The physical, chemical and biological attributes of a soil combined with abiotic factors (e.g. climate and topography) drive pedogenesis and some of these attributes have been used as proxies to soil quality. Thus, we investigated: (1) whether appropriate soil quality indicators (SQIs) could be identified in soils of Great Britain, (2) whether conventional soil classification or aggregate vegetation classes (AVCs) could predict SQIs and (3) to what extent do soil types and/ or AVCs act as major regulators of SQIs. Factor analysis was used to group 20 soil attributes into six SQI which were named as; soil organic matter (SOM), dissolved organic matter (DOM), soluble N, reduced N, microbial biomass, DOM humification (DOMH). SOM was identified as the most important SQI in the discrimination of both soil types and AVCs. Soil attributes constituting highly to the SOM factor were, microbial quotient and bulk density. The SOM indicator discriminated three soil type groupings and four aggregate vegetation class groupings. Among the soil types, only the peat soils were discriminated from other groups while among the AVCs only the heath and bog classes were isolated from others. However, the peat soil and heath and bog AVC were the only groups that were distinctly discriminated from other groups. All other groups heavily overlapped with one another, making it practically impossible to define reference values for each soil type or AVC. The two-way ANOVA showed that the AVCs were a better regulator of the SQIs than the soil types. We conclude that conventionally classified soil types cannot predict the SQIs defined from large areas with differing climatic and edaphic factors. Localised areas with similar climatic and topoedaphic factors may hold promise for the definition of SQI that may predict the soil types or AVCs.

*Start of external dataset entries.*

use rusqlite::{params, params_from_iter, Connection, OptionalExtension, Row};

use crate::db::query::{contains_pattern, Placeholder, QueryBuilder};
use crate::db::DatabaseError;
use crate::models::{Doctor, DoctorFilter};

const DOCTOR_SELECT: &str = "SELECT id, name, specialty, location, rating, price_per_hour,
        avatar, experience_years, languages
     FROM doctors";

fn doctor_from_row(row: &Row<'_>) -> rusqlite::Result<Doctor> {
    Ok(Doctor {
        id: row.get(0)?,
        name: row.get(1)?,
        specialty: row.get(2)?,
        location: row.get(3)?,
        rating: row.get(4)?,
        price_per_hour: row.get(5)?,
        avatar: row.get(6)?,
        experience_years: row.get(7)?,
        languages: row.get(8)?,
    })
}

pub fn insert_doctor(conn: &Connection, doctor: &Doctor) -> Result<(), DatabaseError> {
    conn.execute(
        "INSERT INTO doctors (id, name, specialty, location, rating, price_per_hour, avatar,
                              experience_years, languages)
         VALUES (?1, ?2, ?3, ?4, ?5, ?6, ?7, ?8, ?9)",
        params![
            doctor.id,
            doctor.name,
            doctor.specialty,
            doctor.location,
            doctor.rating,
            doctor.price_per_hour,
            doctor.avatar,
            doctor.experience_years,
            doctor.languages,
        ],
    )?;
    Ok(())
}

pub fn list_doctors(conn: &Connection, filter: &DoctorFilter) -> Result<Vec<Doctor>, DatabaseError> {
    let (sql, values) = QueryBuilder::new(DOCTOR_SELECT, Placeholder::Question)
        .filter_opt(
            "LOWER(specialty) LIKE LOWER({})",
            filter.specialty.as_deref().map(contains_pattern),
        )
        .filter_opt(
            "LOWER(location) LIKE LOWER({})",
            filter.location.as_deref().map(contains_pattern),
        )
        .order_by("rating DESC, name ASC")
        .build();

    let mut stmt = conn.prepare(&sql)?;
    let rows = stmt.query_map(params_from_iter(values.iter()), doctor_from_row)?;

    let mut doctors = Vec::new();
    for row in rows {
        doctors.push(row?);
    }
    Ok(doctors)
}

pub fn get_doctor(conn: &Connection, id: &str) -> Result<Option<Doctor>, DatabaseError> {
    let doctor = conn
        .query_row(
            &format!("{DOCTOR_SELECT} WHERE id = ?1"),
            params![id],
            doctor_from_row,
        )
        .optional()?;
    Ok(doctor)
}
//! Repository layer: entity-scoped statements for the embedded SQLite store.
//!
//! Free functions over a borrowed `Connection`; `SqliteStore` holds the
//! connection and delegates here.

mod appointment;
mod doctor;
mod prescription;

use chrono::{DateTime, Utc};
use rusqlite::types::Type;
use rusqlite::Row;

pub use appointment::*;
pub use doctor::*;
pub use prescription::*;

fn timestamp_column(row: &Row<'_>, idx: usize) -> rusqlite::Result<DateTime<Utc>> {
    let raw: String = row.get(idx)?;
    DateTime::parse_from_rfc3339(&raw)
        .map(|at| at.with_timezone(&Utc))
        .map_err(|e| rusqlite::Error::FromSqlConversionFailure(idx, Type::Text, Box::new(e)))
}

fn optional_timestamp_column(
    row: &Row<'_>,
    idx: usize,
) -> rusqlite::Result<Option<DateTime<Utc>>> {
    match row.get::<_, Option<String>>(idx)? {
        Some(_) => timestamp_column(row, idx).map(Some),
        None => Ok(None),
    }
}
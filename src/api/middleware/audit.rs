//! Request logging middleware.
//!
//! Logs every request with method, path, response status and latency.
//! Unknown routes and CORS preflights pass through here as well.

use std::time::Instant;

use axum::extract::Request;
use axum::middleware::Next;
use axum::response::Response;

pub async fn log_request(req: Request, next: Next) -> Response {
    let method = req.method().clone();
    let path = req.uri().path().to_string();
    let started = Instant::now();

    let response = next.run(req).await;

    tracing::info!(
        %method,
        path = %path,
        status = response.status().as_u16(),
        elapsed_ms = started.elapsed().as_millis() as u64,
        "request"
    );

    response
}
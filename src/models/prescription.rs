use chrono::{DateTime, Utc};
use serde::{Deserialize, Serialize};
use sqlx::FromRow;

/// A prescription issued against an appointment. `doctor_id` and
/// `patient_name` are copies taken from that appointment.
#[derive(Debug, Clone, PartialEq, Serialize, Deserialize, FromRow)]
pub struct Prescription {
    pub id: String,
    pub appointment_id: String,
    pub doctor_id: String,
    pub patient_name: String,
    pub medications: String,
    pub dosage: String,
    pub instructions: String,
    pub created_at: DateTime<Utc>,
}

/// Body of `POST /prescriptions`. Unknown keys (a `doctor_id` sent by the
/// caller, for instance) are ignored.
#[derive(Debug, Clone, Default, Deserialize)]
#[serde(default)]
pub struct CreatePrescriptionRequest {
    pub appointment_id: String,
    pub medications: String,
    pub dosage: String,
    pub instructions: Option<String>,
}

impl CreatePrescriptionRequest {
    pub fn first_missing_field(&self) -> Option<&'static str> {
        if self.appointment_id.is_empty() {
            Some("appointment_id")
        } else if self.medications.is_empty() {
            Some("medications")
        } else if self.dosage.is_empty() {
            Some("dosage")
        } else {
            None
        }
    }
}

#[cfg(test)]
mod tests {
    use super::*;

    #[test]
    fn instructions_are_optional() {
        let request: CreatePrescriptionRequest = serde_json::from_str(
            r#"{"appointment_id":"a-1","medications":"Amoxicillin","dosage":"500mg","doctor_id":"spoofed"}"#,
        )
        .unwrap();
        assert_eq!(request.first_missing_field(), None);
        assert!(request.instructions.is_none());
    }

    #[test]
    fn dosage_is_required() {
        let request: CreatePrescriptionRequest =
            serde_json::from_str(r#"{"appointment_id":"a-1","medications":"Amoxicillin"}"#).unwrap();
        assert_eq!(request.first_missing_field(), Some("dosage"));
    }
}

土壤的物理、化学和生物学特性与非生物因素(如气候和地形)相结合,驱动着成土作用,其中一些特性已被用作土壤质量的指标。因此,我们调查了:(1)在英国土壤中是否可以识别出适当的土壤质量指标(SQIs),(2)传统的土壤分类或聚集植被类(AVCs)是否可以预测 SQIs,(3)土壤类型和/或 AVC 在多大程度上作为 SQIs 的主要调节剂。因子分析将 20 个土壤属性分为 6 个 SQI,分别命名为土壤有机质(SOM)、溶解有机质(DOM)、可溶性 N、还原 N、微生物生物量和 DOM 腐殖化(DOMH)。SOM 被认为是区分土壤类型和 AVC 的最重要的 SQI。构成 SOM 因子的土壤属性包括微生物商和体密度。SOM 指标区分了三种土壤类型分组和四种聚集植被类分组。在土壤类型中,只有泥炭土与其他组区分开来,而在 AVC 中,只有石南和沼泽类与其他组区分开来。然而,泥炭土和石南和沼泽 AVC 是唯一与其他组明显区分开来的组。所有其他组彼此重叠严重,使得为每个土壤类型或 AVC 定义参考值实际上变得不可能。双向方差分析表明,AVCs 是 SQIs 的更好调节剂,而土壤类型则不是。我们得出结论,传统分类的土壤类型不能预测在具有不同气候和土壤因素的大面积地区定义的 SQIs。具有相似气候和地形因素的局部地区可能有希望定义可预测土壤类型或 AVC 的 SQI。